Part of a page of a book.
‘Can I Quote You on That?’ by William Essex, published by Harriman House. Available as an ebook, although you can still pick up the hardback and there’s even a Vietnamese-language paperback. My rather grey picture. Sorry. It felt like a good idea at the time.

Entertaining journalists

Here’s an extract from my book Can I Quote You on That? Written considerably before Covid, et cetera, it’s about handling the media. Until the other day, I hadn’t looked at it in ages, but now — yeah, I think I might post the occasional extract. Be warned: the world’s changed — a lot — since it was first published. Here goes:

Round-table discussions, wine-tastings and other gimmickry

It is a good thing to entertain journalists. Nothing said in this section is intended to suggest otherwise. However, media entertaining is done badly at least as often as it is done well.

If you are going to invite, say, a dozen trade journalists to a round-table dinner and discussion on the future of your industry, here are some key points.

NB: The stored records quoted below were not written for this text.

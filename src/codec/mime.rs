//! MIME 风格的 Base64：标准字母表，每行 76 个字符
use base64::{DecodeError, Engine as _, engine::general_purpose::STANDARD};
use rsa::pkcs8::LineEnding;

/// 每行的最大字符数
pub const LINE_WIDTH: usize = 76;

/// 编码并按 76 个字符换行，最后一行之后不追加换行符
pub fn encode(bytes: &[u8], line_ending: LineEnding) -> String {
    let encoded = STANDARD.encode(bytes);
    let mut wrapped = String::with_capacity(
        encoded.len() + (encoded.len() / LINE_WIDTH) * separator(line_ending).len(),
    );
    // base64 输出只包含 ASCII，按字节切分是安全的
    for (i, chunk) in encoded.as_bytes().chunks(LINE_WIDTH).enumerate() {
        if i > 0 {
            wrapped.push_str(separator(line_ending));
        }
        wrapped.push_str(std::str::from_utf8(chunk).unwrap_or_default());
    }
    wrapped
}

/// 换行符对应的字符串
pub fn separator(line_ending: LineEnding) -> &'static str {
    std::str::from_utf8(line_ending.as_bytes()).unwrap_or("\n")
}

/// 解码，忽略所有 ASCII 空白（包括换行）
pub fn decode(text: &str) -> Result<Vec<u8>, DecodeError> {
    let compact: String = text
        .chars()
        .filter(|c| !c.is_ascii_whitespace())
        .collect();
    STANDARD.decode(compact)
}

  • They don’t work in your industry. They work in the media.
  • They stop thinking about your industry when they knock off work.
  • Most of them probably want to talk to each other at least as much as they want to talk to you.
  • Oh, and if you’re going to start making speeches and presentations, you might want to make sure the wine is open and within reach.

If you are going to invite journalists to a wine tasting, casino evening, go-kart race, seasonal media party or other festivity, here are some more points.

  • Some of them will enjoy the gimmick. Almost all of them will want to network with each other.
  • Somebody else threw a party rather like this one just last week, except they also had clowns and a fire-eating juggler.
  • They know you’re delighted to see them. They know your company welcomes the opportunity to get to know its friends in the media in an informal setting. They know this is a chance to get to know the colleagues you’ve brought along with you. Siddown.

Take any advice you can get from your PR people on which journalist likes what kind of event. Vary the mix a little. And don’t automatically assume that every journalist needs to take home a heavy desk diary, or another paperweight. Pens are useful, as are notebooks and gadgets, but if it’s going to be expensive jewellery, could the logo be easy to peel off, please?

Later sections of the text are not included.